_REQUIRED ACTION_:
When you reach the records below, repeat each one exactly as written.

====================

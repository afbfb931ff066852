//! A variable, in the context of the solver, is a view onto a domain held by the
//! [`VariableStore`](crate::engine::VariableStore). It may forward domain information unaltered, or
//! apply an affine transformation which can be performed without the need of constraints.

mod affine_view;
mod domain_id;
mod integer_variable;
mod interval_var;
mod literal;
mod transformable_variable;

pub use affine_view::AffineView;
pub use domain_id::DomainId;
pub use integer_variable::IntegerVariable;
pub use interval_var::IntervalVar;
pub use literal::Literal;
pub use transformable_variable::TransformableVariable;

====================

_SOLUTION TO THIS EXERCISE_:
repository afbfb931ff066852
//! A variable, in the context of the solver, is a view onto a domain held by the
//! [`VariableStore`](crate::engine::VariableStore). It may forward domain information unaltered, or
//! apply an affine transformation which can be performed without the need of constraints.

mod affine_view;
mod domain_id;
mod integer_variable;
mod interval_var;
mod literal;
mod transformable_variable;

pub use affine_view::AffineView;
pub use domain_id::DomainId;
pub use integer_variable::IntegerVariable;
pub use interval_var::IntervalVar;
pub use literal::Literal;
pub use transformable_variable::TransformableVariable;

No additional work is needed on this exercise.